# LED's at turnouts to indicate wheather thrown or closed



## BrokeCurmudgeon (Feb 8, 2016)

Can anyone tell me the best way to install led indicators at Kato Unitrack turnouts. I would like to use red and green mini signals. I am using DS64's to control the switches with a Powercab throttle and/or WiThrottle on a MiniPad. Do I need a board or any thing else to do this? :dunno:Thanks!


----------



## sachsr1 (Mar 3, 2016)

Maybe something like an Atlas Relay Switch #200? I tried to set one up on my snap machines, but I couldn't get it to work right (the relays were used).


----------



## DonR (Oct 18, 2012)

I read the DS64 manual quickly so I might have missed
something, but it appears that the device doesn't provide for indicator lamp control. Surprising.

If the Kato turnouts also lack such ability then you
may have to go with the Atlas type relays as suggested
by sachsr1.

Or, perhaps, GunrunnerJohn or one of the other
tech guys could give you
a transistor circuit to control the LEDs. You'd need
one for each turnout indicator. It should be a
simple circuit.

Don


----------



## BrokeCurmudgeon (Feb 8, 2016)

Gunrunner or anyone else, could (I know that many can) or would someone draw up a quick sketch or schematic that would allow for 8 momentary inputs to control 8 Kato Unitrack turnouts. I have a breadboard and maybe I could build a prototype if I knew what components and their connections. My old brain doesn't have the ability to design even a simple transistor or IC circuit. Should anyone do this, my THANKS in advance!


----------



## sachsr1 (Mar 3, 2016)

Are you looking for fascia mounted push buttons? 

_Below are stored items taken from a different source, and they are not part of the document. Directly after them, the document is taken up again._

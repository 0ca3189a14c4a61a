// SPDX-License-Identifier: MIT

//! Runtime state storage for workflow execution

use serde::{Deserialize, Serialize};
use serde_json::{Map, Value};
use std::collections::BTreeMap;
use std::mem;

use super::schema::{ReducerType, StateSchema};
use crate::workflow::graph::edge::RouteDecision;

/// The state container threaded through a run.
///
/// Holds the run input, the domain fields steps read and write, and the
/// engine-owned bookkeeping: current node, round counter, trace log and
/// routing decisions. Bookkeeping has no public mutators.
#[derive(Debug, Clone, Serialize, Deserialize, PartialEq, Default)]
pub struct WorkflowState {
    /// Input the run was submitted with
    #[serde(default)]
    input: Value,
    /// Domain fields
    #[serde(default)]
    data: BTreeMap<String, Value>,
    #[serde(default)]
    current_node: Option<String>,
    #[serde(default)]
    round: u32,
    #[serde(default)]
    logs: Vec<String>,
    #[serde(default)]
    routes: Vec<RouteDecision>,
    #[serde(skip)]
    reducers: BTreeMap<String, ReducerType>,
}

/// Engine bookkeeping held aside while a step owns the state
pub(crate) struct Ledger {
    current_node: Option<String>,
    round: u32,
    logs: Vec<String>,
    routes: Vec<RouteDecision>,
}

impl WorkflowState {
    /// Create a state holding only the run input
    pub fn new(input: Value) -> Self {
        Self {
            input,
            ..Self::default()
        }
    }

    /// Create a state from a schema, applying field defaults and reducers
    pub fn with_schema(schema: &StateSchema, input: Value) -> Self {
        let mut state = Self::new(input);

        for (name, def) in &schema.fields {
            if let Some(default) = &def.default {
                state.data.insert(name.clone(), default.clone());
            }
            state.reducers.insert(name.clone(), def.reducer);
        }

        state
    }

    /// The input the run was submitted with
    pub fn input(&self) -> &Value {
        &self.input
    }

    /// Update a field using the appropriate reducer
    pub fn update(&mut self, key: &str, value: Value) {
        let reducer = self
            .reducers
            .get(key)
            .copied()
            .unwrap_or(ReducerType::Overwrite);

        match reducer {
            ReducerType::Overwrite => {
                self.data.insert(key.to_string(), value);
            }
            ReducerType::Append => {
                let arr = self
                    .data
                    .entry(key.to_string())
                    .or_insert(Value::Array(vec![]));
                if let Value::Array(a) = arr {
                    match value {
                        Value::Array(new_items) => a.extend(new_items),
                        other => a.push(other),
                    }
                }
            }
            ReducerType::Max => {
                let current = self.data.get(key).and_then(|v| v.as_f64());
                if let Some(new) = value.as_f64() {
                    if current.map_or(true, |c| new > c) {
                        self.data.insert(key.to_string(), value);
                    }
                }
            }
            ReducerType::Min => {
                let current = self.data.get(key).and_then(|v| v.as_f64());
                if let Some(new) = value.as_f64() {
                    if current.map_or(true, |c| new < c) {
                        self.data.insert(key.to_string(), value);
                    }
                }
            }
            ReducerType::Merge => {
                let current = self
                    .data
                    .entry(key.to_string())
                    .or_insert(Value::Object(Map::new()));
                if let (Value::Object(current_obj), Value::Object(new_obj)) = (current, value) {
                    for (k, v) in new_obj {
                        current_obj.insert(k, v);
                    }
                }
            }
        }
    }

    /// Get a field value
    pub fn get(&self, key: &str) -> Option<&Value> {
        self.data.get(key)
    }

    /// Get a field as f64
    pub fn get_f64(&self, key: &str) -> Option<f64> {
        self.data.get(key).and_then(Value::as_f64)
    }

    /// Get a nested field value using dot notation (e.g., "result.intent").
    ///
    /// The root `input` addresses the run input unless a field of that
    /// name exists.
    pub fn get_path(&self, path: &str) -> Option<&Value> {
        let mut parts = path.split('.');
        let root = parts.next()?;

        let mut current = match self.data.get(root) {
            Some(v) => v,
            None if root == "input" => &self.input,
            None => return None,
        };
        for part in parts {
            current = current.get(part)?;
        }
        Some(current)
    }

    /// Domain fields as a JSON object
    pub fn to_json(&self) -> Value {
        Value::Object(
            self.data
                .iter()
                .map(|(k, v)| (k.clone(), v.clone()))
                .collect(),
        )
    }

    /// Node the executor is on (or stopped at)
    pub fn current_node(&self) -> Option<&str> {
        self.current_node.as_deref()
    }

    /// Zero-based index of the current round
    pub fn round(&self) -> u32 {
        self.round
    }

    /// Ordered trace log
    pub fn logs(&self) -> &[String] {
        &self.logs
    }

    /// Routing decisions taken on conditional edges, in order
    pub fn routes(&self) -> &[RouteDecision] {
        &self.routes
    }

    pub(crate) fn begin(&mut self, entry: &str) {
        self.current_node = Some(entry.to_string());
        self.round = 0;
    }

    pub(crate) fn advance(&mut self, next: &str) {
        self.current_node = Some(next.to_string());
        self.round += 1;
    }

    pub(crate) fn push_log(&mut self, message: impl Into<String>) {
        self.logs.push(message.into());
    }

    pub(crate) fn push_route(&mut self, decision: RouteDecision) {
        self.routes.push(decision);
    }

    /// Move the bookkeeping out so a step only sees domain data plus a copy
    /// of the current node and round.
    pub(crate) fn detach_ledger(&mut self) -> Ledger {
        Ledger {
            current_node: self.current_node.clone(),
            round: self.round,
            logs: mem::take(&mut self.logs),
            routes: mem::take(&mut self.routes),
        }
    }

    /// Restore bookkeeping, discarding whatever a step put there
    pub(crate) fn attach_ledger(&mut self, ledger: Ledger) {
        self.current_node = ledger.current_node;
        self.round = ledger.round;
        self.logs = ledger.logs;
        self.routes = ledger.routes;
    }
}
//! Graph loader - YAML/JSON file loading and parsing
//!
//! This module handles loading graph specs from disk. Files ending in
//! `.json` are parsed as JSON; everything else as YAML.

use super::graph::GraphSpec;
use crate::engine::error::EngineError;
use std::fs;
use std::path::Path;

/// Loads graph specs from YAML or JSON files
pub struct GraphLoader;

impl GraphLoader {
    pub fn new() -> Self {
        Self
    }

    /// Load a graph spec from a file
    pub fn load_graph<P: AsRef<Path>>(&self, path: P) -> Result<GraphSpec, EngineError> {
        let path = path.as_ref();
        let content = fs::read_to_string(path)?;
        log::debug!("Loading graph spec from {}", path.display());

        let is_json = path
            .extension()
            .and_then(|ext| ext.to_str())
            .is_some_and(|ext| ext.eq_ignore_ascii_case("json"));
        if is_json {
            Self::parse_json(&content)
        } else {
            Self::parse_yaml(&content)
        }
    }

    /// Parse a graph spec from a YAML string
    pub fn parse_yaml(content: &str) -> Result<GraphSpec, EngineError> {
        let spec: GraphSpec = serde_yaml::from_str(content)?;
        Ok(spec)
    }

    /// Parse a graph spec from a JSON string
    pub fn parse_json(content: &str) -> Result<GraphSpec, EngineError> {
        let spec: GraphSpec = serde_json::from_str(content)?;
        Ok(spec)
    }
}

impl Default for GraphLoader {
    fn default() -> Self {
        Self::new()
    }
}
// SPDX-License-Identifier: MIT

use async_trait::async_trait;

use super::error::StepError;
use crate::workflow::state::WorkflowState;

/// Trait for the unit of work a graph node runs.
///
/// A step consumes the state and hands back the updated state. The engine
/// treats implementations as opaque: it only knows their name and this
/// input/output contract. Engine bookkeeping (current node, round, trace)
/// is restored by the executor after the call, so a step cannot clobber it.
#[async_trait]
pub trait Step: Send + Sync {
    /// Returns the name the step is registered under
    fn name(&self) -> &str;

    /// Run the step against the current state
    async fn run(&self, state: WorkflowState) -> Result<WorkflowState, StepError>;
}

/// A pure boolean test over the state, used to guard conditional branches.
///
/// Taking `&WorkflowState` means a predicate can never mutate the run,
/// which lets the resolver re-evaluate routing without side effects.
pub trait Predicate: Send + Sync {
    fn test(&self, state: &WorkflowState) -> bool;
}

impl<F> Predicate for F
where
    F: Fn(&WorkflowState) -> bool + Send + Sync,
{
    fn test(&self, state: &WorkflowState) -> bool {
        self(state)
    }
}

/// Adapter turning a synchronous closure into a `Step`
pub struct FnStep<F> {
    name: String,
    func: F,
}

impl<F> FnStep<F>
where
    F: Fn(WorkflowState) -> Result<WorkflowState, StepError> + Send + Sync,
{
    pub fn new(name: impl Into<String>, func: F) -> Self {
        Self {
            name: name.into(),
            func,
        }
    }
}

#[async_trait]
impl<F> Step for FnStep<F>
where
    F: Fn(WorkflowState) -> Result<WorkflowState, StepError> + Send + Sync,
{
    fn name(&self) -> &str {
        &self.name
    }

    async fn run(&self, state: WorkflowState) -> Result<WorkflowState, StepError> {
        (self.func)(state)
    }
}
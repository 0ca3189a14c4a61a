// SPDX-License-Identifier: MIT

//! Run records - the externally visible result of one execution

use chrono::{DateTime, Utc};
use serde::{Deserialize, Serialize};
use uuid::Uuid;

use crate::engine::error::RunError;
use crate::workflow::graph::RunOutcome;
use crate::workflow::state::WorkflowState;

/// Lifecycle of a run
#[derive(Debug, Clone, Copy, PartialEq, Eq, Serialize, Deserialize)]
#[serde(rename_all = "UPPERCASE")]
pub enum RunStatus {
    Pending,
    Running,
    Completed,
    Failed,
}

impl RunStatus {
    pub fn is_terminal(&self) -> bool {
        matches!(self, RunStatus::Completed | RunStatus::Failed)
    }
}

impl std::fmt::Display for RunStatus {
    fn fmt(&self, f: &mut std::fmt::Formatter<'_>) -> std::fmt::Result {
        let s = match self {
            RunStatus::Pending => "PENDING",
            RunStatus::Running => "RUNNING",
            RunStatus::Completed => "COMPLETED",
            RunStatus::Failed => "FAILED",
        };
        write!(f, "{}", s)
    }
}

/// Status, trace and state of one run.
///
/// Only the executor driving the run writes to it; once the status is
/// terminal every further write is ignored.
#[derive(Debug, Clone, Serialize, Deserialize, PartialEq)]
pub struct RunRecord {
    pub run_id: String,
    pub graph_id: String,
    pub status: RunStatus,
    /// Latest snapshot; the final state once terminal
    pub state: WorkflowState,
    /// Failure message when `status` is FAILED
    #[serde(default, skip_serializing_if = "Option::is_none")]
    pub error: Option<String>,
    pub created_at: DateTime<Utc>,
    #[serde(default)]
    pub started_at: Option<DateTime<Utc>>,
    #[serde(default)]
    pub finished_at: Option<DateTime<Utc>>,
}

impl RunRecord {
    /// New PENDING record with a fresh run id
    pub fn pending(graph_id: impl Into<String>, state: WorkflowState) -> Self {
        Self {
            run_id: Uuid::new_v4().to_string(),
            graph_id: graph_id.into(),
            status: RunStatus::Pending,
            state,
            error: None,
            created_at: Utc::now(),
            started_at: None,
            finished_at: None,
        }
    }

    /// Full trace log
    pub fn log(&self) -> &[String] {
        self.state.logs()
    }

    pub fn mark_running(&mut self, state: &WorkflowState) -> bool {
        if self.status != RunStatus::Pending {
            log::warn!(
                "Run {} cannot start from status {}",
                self.run_id,
                self.status
            );
            return false;
        }
        self.status = RunStatus::Running;
        self.started_at = Some(Utc::now());
        self.state = state.clone();
        true
    }

    /// Replace the snapshot of a running run
    pub fn record_progress(&mut self, state: &WorkflowState) -> bool {
        if self.status != RunStatus::Running {
            log::warn!(
                "Ignoring progress for run {} in status {}",
                self.run_id,
                self.status
            );
            return false;
        }
        self.state = state.clone();
        true
    }

    /// Move to COMPLETED or FAILED from the outcome of the loop
    pub fn finish(&mut self, outcome: &RunOutcome) -> bool {
        if self.status.is_terminal() {
            log::warn!(
                "Run {} already finished as {}, ignoring outcome",
                self.run_id,
                self.status
            );
            return false;
        }
        self.status = outcome.status();
        self.state = outcome.state().clone();
        self.error = outcome.error().map(|e| e.to_string());
        self.finished_at = Some(Utc::now());
        true
    }

    /// Fail from the last recorded state, appending `error` to the trace
    pub fn abort(&mut self, error: RunError) -> bool {
        let mut state = self.state.clone();
        state.push_log(error.to_string());
        self.finish(&RunOutcome::Failed { error, state })
    }
}
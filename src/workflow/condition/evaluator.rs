//! Condition expression evaluator

use super::ast::{CompareOp, Expression, Literal};
use crate::workflow::state::WorkflowState;
use serde_json::{Number, Value};

/// Evaluate a condition expression against workflow state.
///
/// Evaluation only reads the state; the same expression over the same
/// state always gives the same answer.
pub fn evaluate(expr: &Expression, state: &WorkflowState) -> bool {
    match expr {
        Expression::True => true,
        Expression::False => false,
        Expression::Compare { left, op, right } => evaluate_compare(left, *op, right, state),
        Expression::And(left, right) => evaluate(left, state) && evaluate(right, state),
        Expression::Or(left, right) => evaluate(left, state) || evaluate(right, state),
        Expression::Not(inner) => !evaluate(inner, state),
    }
}

fn evaluate_compare(left: &str, op: CompareOp, right: &Literal, state: &WorkflowState) -> bool {
    let left_value = state.get_path(left);

    match op {
        CompareOp::Eq => values_equal(left_value, right),
        CompareOp::NotEq => !values_equal(left_value, right),
        CompareOp::Gt => compare_numbers(left_value, right, |a, b| a > b),
        CompareOp::Gte => compare_numbers(left_value, right, |a, b| a >= b),
        CompareOp::Lt => compare_numbers(left_value, right, |a, b| a < b),
        CompareOp::Lte => compare_numbers(left_value, right, |a, b| a <= b),
        CompareOp::Contains => check_contains(left_value, right),
    }
}

fn values_equal(left: Option<&Value>, right: &Literal) -> bool {
    match (left, right) {
        (None, Literal::Null) => true,
        (None, _) => false,
        (Some(Value::Null), Literal::Null) => true,
        (Some(Value::String(s)), Literal::String(rs)) => s == rs,
        (Some(Value::Number(n)), Literal::Number(rn)) => number_equals(n, *rn),
        (Some(Value::Bool(b)), Literal::Boolean(rb)) => b == rb,
        _ => false,
    }
}

/// Integers compare exactly; anything else compares as f64
fn number_equals(n: &Number, literal: f64) -> bool {
    let integral = literal.fract() == 0.0 && literal.abs() < 9.2e18;
    match (n.as_i64(), n.as_u64()) {
        (Some(i), _) if integral => i128::from(i) == literal as i128,
        (None, Some(u)) if integral => i128::from(u) == literal as i128,
        _ => n.as_f64() == Some(literal),
    }
}

fn compare_numbers<F>(left: Option<&Value>, right: &Literal, cmp: F) -> bool
where
    F: Fn(f64, f64) -> bool,
{
    match (left, right) {
        (Some(Value::Number(n)), Literal::Number(rn)) => {
            n.as_f64().map(|f| cmp(f, *rn)).unwrap_or(false)
        }
        _ => false,
    }
}

fn check_contains(left: Option<&Value>, right: &Literal) -> bool {
    match (left, right) {
        (Some(Value::String(s)), Literal::String(substr)) => s.contains(substr.as_str()),
        (Some(Value::Array(arr)), Literal::String(val)) => {
            arr.iter().any(|v| v.as_str() == Some(val.as_str()))
        }
        (Some(Value::Array(arr)), Literal::Number(val)) => arr
            .iter()
            .any(|v| matches!(v, Value::Number(n) if number_equals(n, *val))),
        (Some(Value::Array(arr)), Literal::Boolean(val)) => {
            arr.iter().any(|v| v.as_bool() == Some(*val))
        }
        _ => false,
    }
}
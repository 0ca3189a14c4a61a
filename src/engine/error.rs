// SPDX-License-Identifier: MIT

//! Typed error handling for stepgraph-rs
//!
//! Errors are split by when they surface:
//! - `ValidationError` - a graph definition is malformed (build time)
//! - `RunError` - a run failed while the interpreter loop was executing
//! - `StepError` - a step function reported failure
//! - `EngineError` - top-level error returned to callers of the engine API

use thiserror::Error;

/// Top-level error type for stepgraph-rs
#[derive(Debug, Error)]
pub enum EngineError {
    /// Graph definition failed validation
    #[error("Invalid graph: {0}")]
    Validation(#[from] ValidationError),

    /// A node references a step that is not registered
    #[error("Step '{name}' not found in registry")]
    UnknownStepName { name: String },

    /// A conditional branch references a predicate that is not registered
    #[error("Predicate '{name}' not found in registry")]
    UnknownPredicate { name: String },

    /// No graph stored under the given id
    #[error("Graph '{0}' not found")]
    GraphNotFound(String),

    /// No run stored under the given id
    #[error("Run '{0}' not found")]
    RunNotFound(String),

    /// Configuration errors (bad env vars, zero budgets)
    #[error("Configuration error: {0}")]
    Config(String),

    /// Runtime failure of a run
    #[error("Run failed: {0}")]
    Run(#[from] RunError),

    /// I/O errors
    #[error(transparent)]
    Io(#[from] std::io::Error),

    /// JSON serialization/deserialization errors
    #[error(transparent)]
    Json(#[from] serde_json::Error),

    /// YAML parsing errors
    #[error(transparent)]
    Yaml(#[from] serde_yaml::Error),
}

/// Structural problems found while building a graph definition
#[derive(Debug, Clone, Error, PartialEq)]
pub enum ValidationError {
    /// No entry point was set
    #[error("Graph has no entry point defined")]
    MissingEntryNode,

    /// Entry point is not a declared node
    #[error("Entry node '{0}' is not a declared node")]
    UnknownEntryNode(String),

    /// Two nodes share an id
    #[error("Node id '{0}' is declared more than once")]
    DuplicateNodeId(String),

    /// A node tried to use the terminal sentinel as its id
    #[error("Node id '{0}' is reserved for the terminal sentinel")]
    ReservedNodeId(String),

    /// An edge points at neither a node nor the terminal sentinel
    #[error("Edge from '{source_node}' targets unknown node '{target}'")]
    DanglingEdgeTarget { source_node: String, target: String },

    /// An edge leaves a node that does not exist
    #[error("Edge source '{0}' is not a declared node")]
    UnknownEdgeSource(String),

    /// A node declares more than one outbound edge
    #[error("Node '{0}' has more than one outbound edge")]
    MultipleOutboundEdges(String),

    /// A conditional branch names neither or both of `when` / `condition`
    #[error("Branch {index} on edge from '{source_node}' must set exactly one of `when` or `condition`")]
    InvalidBranch { source_node: String, index: usize },

    /// A condition expression could not be parsed
    #[error("Invalid condition '{condition}' on edge from '{source_node}': {reason}")]
    InvalidCondition {
        source_node: String,
        condition: String,
        reason: String,
    },
}

/// Failures captured into a run record
#[derive(Debug, Clone, Error, PartialEq)]
pub enum RunError {
    /// A step function returned an error
    #[error("Error in node {node}: {message}")]
    StepExecution { node: String, message: String },

    /// A node without an outbound edge was reached
    #[error("No outgoing edge defined for node '{0}'")]
    NoEdgeDefined(String),

    /// The current node is not part of the graph
    #[error("Node '{0}' not found")]
    UnknownNode(String),

    /// The loop-safety bound tripped
    #[error("Step budget of {limit} rounds exceeded")]
    StepBudgetExceeded { limit: u32 },

    /// The run was cancelled at an iteration boundary
    #[error("Run cancelled")]
    Cancelled,

    /// The task driving the run died before reporting an outcome
    #[error("Run aborted: {0}")]
    Aborted(String),
}

/// Errors reported by step functions
#[derive(Debug, Error)]
pub enum StepError {
    /// A field the step depends on is absent from state
    #[error("missing field '{0}'")]
    MissingField(String),

    /// The run input or a field has the wrong shape
    #[error("invalid input: {0}")]
    InvalidInput(String),

    /// Any other failure
    #[error("{0}")]
    Failed(String),
}

impl EngineError {
    /// Create an unknown step error
    pub fn unknown_step(name: impl Into<String>) -> Self {
        Self::UnknownStepName { name: name.into() }
    }

    /// Create an unknown predicate error
    pub fn unknown_predicate(name: impl Into<String>) -> Self {
        Self::UnknownPredicate { name: name.into() }
    }

    /// Create a config error
    pub fn config(message: impl Into<String>) -> Self {
        Self::Config(message.into())
    }

    /// Whether the error was caused by the caller's input rather than the engine
    pub fn is_client_error(&self) -> bool {
        matches!(
            self,
            Self::Validation(_)
                | Self::UnknownStepName { .. }
                | Self::UnknownPredicate { .. }
                | Self::Config(_)
                | Self::Json(_)
                | Self::Yaml(_)
        )
    }
}

impl StepError {
    /// Create a generic step failure
    pub fn failed(message: impl Into<String>) -> Self {
        Self::Failed(message.into())
    }
}

impl From<&str> for StepError {
    fn from(s: &str) -> Self {
        Self::Failed(s.to_string())
    }
}

impl From<String> for StepError {
    fn from(s: String) -> Self {
        Self::Failed(s)
    }
}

http://www.digitrax.com/tsd/KB276/ds64-push-buttons/


----------



## BrokeCurmudgeon (Feb 8, 2016)

No, I want an led indicator at the turnout to show it's status, thrown or closed. I am using the PowerCab Throttle accessories function to control the turnouts but I want to see the turnout position from a small distance. I know how to do this in DC but DCC provides different conditions due to the track voltage.


----------



## Lemonhawk (Sep 24, 2013)

How do you do it with DC? Do you just connect the LED to the point and its either energizer or not assuming you have the throttle advanced enough? The same circuit may work with DCC, however you might need a bigger resistor. If the point is not power with DC it won't be powered with DCC either.


----------



## BrokeCurmudgeon (Feb 8, 2016)

I have been trying to find a diagram that I had seen before but I cannot find it. Anyhow, the bicolor led was hooked to each of the turnout rails with the cathode in common with a resistor. It works because of the polarity change in DC and which causes the led to change color. But due to the pulsating DC applied to the DCC track that does not change polarity, I don't think that it would work. I may be wrong and nowadays, I generally am. That is why I am seeking help from someone who's brain still works.:laugh:


----------



## traction fan (Oct 5, 2014)

*Seperate power supply and switch*



BrokeCurmudgeon said:


> I have been trying to find a diagram that I had seen before but I cannot find it. Anyhow, the bicolor led was hooked to each of the turnout rails with the cathode in common with a resistor. It works because of the polarity change in DC and which causes the led to change color. But due to the pulsating DC applied to the DCC track that does not change polarity, I don't think that it would work. I may be wrong and nowadays, I generally am. That is why I am seeking help from someone who's brain still works.:laugh:


 BrokeCurmudgeon:

I'm not clear on how the polarity changed when you were using DC. If the wires went to the rails, why would the polarity change just from throwing the turnout? Then again I don't use, or know much about, Kato unitrack turnouts. If they have a metal frog, and its polarity changes, that would do the LED color change too. What you want to accomplish could be done, with DCC, if you can attach a small electrical micro-switch switch to the turnout. When the turnout throws the electric switch is activated. The Bi-color LED's lead would go on the common terminal of the micro-switch. The normally open terminal would be connected to the positive wire coming from a separate little "wall wart" DC power supply. The negative wire from that same "wall wart" would connect to the normally closed terminal of the same micro switch. Thus the LED would get either positive DC voltage or negative DC voltage, depending on the position of the micro-switch. If the color indications are the opposite of what you want, just reverse the wires on the normally open and normally closed micro-switch terminals.

good luck;

Traction Fan:smilie_daumenpos:


----------



## BrokeCurmudgeon (Feb 8, 2016)

I am sorry for the confusion. I am sliding into dementia and I get easily confused a lot now. Although it all seemed to be clear in my mind, I was combining two projects together. The other project was signals masts that I had in the DC environment. I suppose that I will curtail my future posts so that I don't waste your time and further embarrass myself. I really enjoy building this layout but it is getting quite difficult now. Thanks for all the suggestions! I truly enjoy reading this forum and have learned to admire many of those who post regularly.


----------



## DonR (Oct 18, 2012)

Broke

You have a legitimate question. I understand
your DC LED circuit. But, as you say, it doesn't
work with the modified AC of a DCC track.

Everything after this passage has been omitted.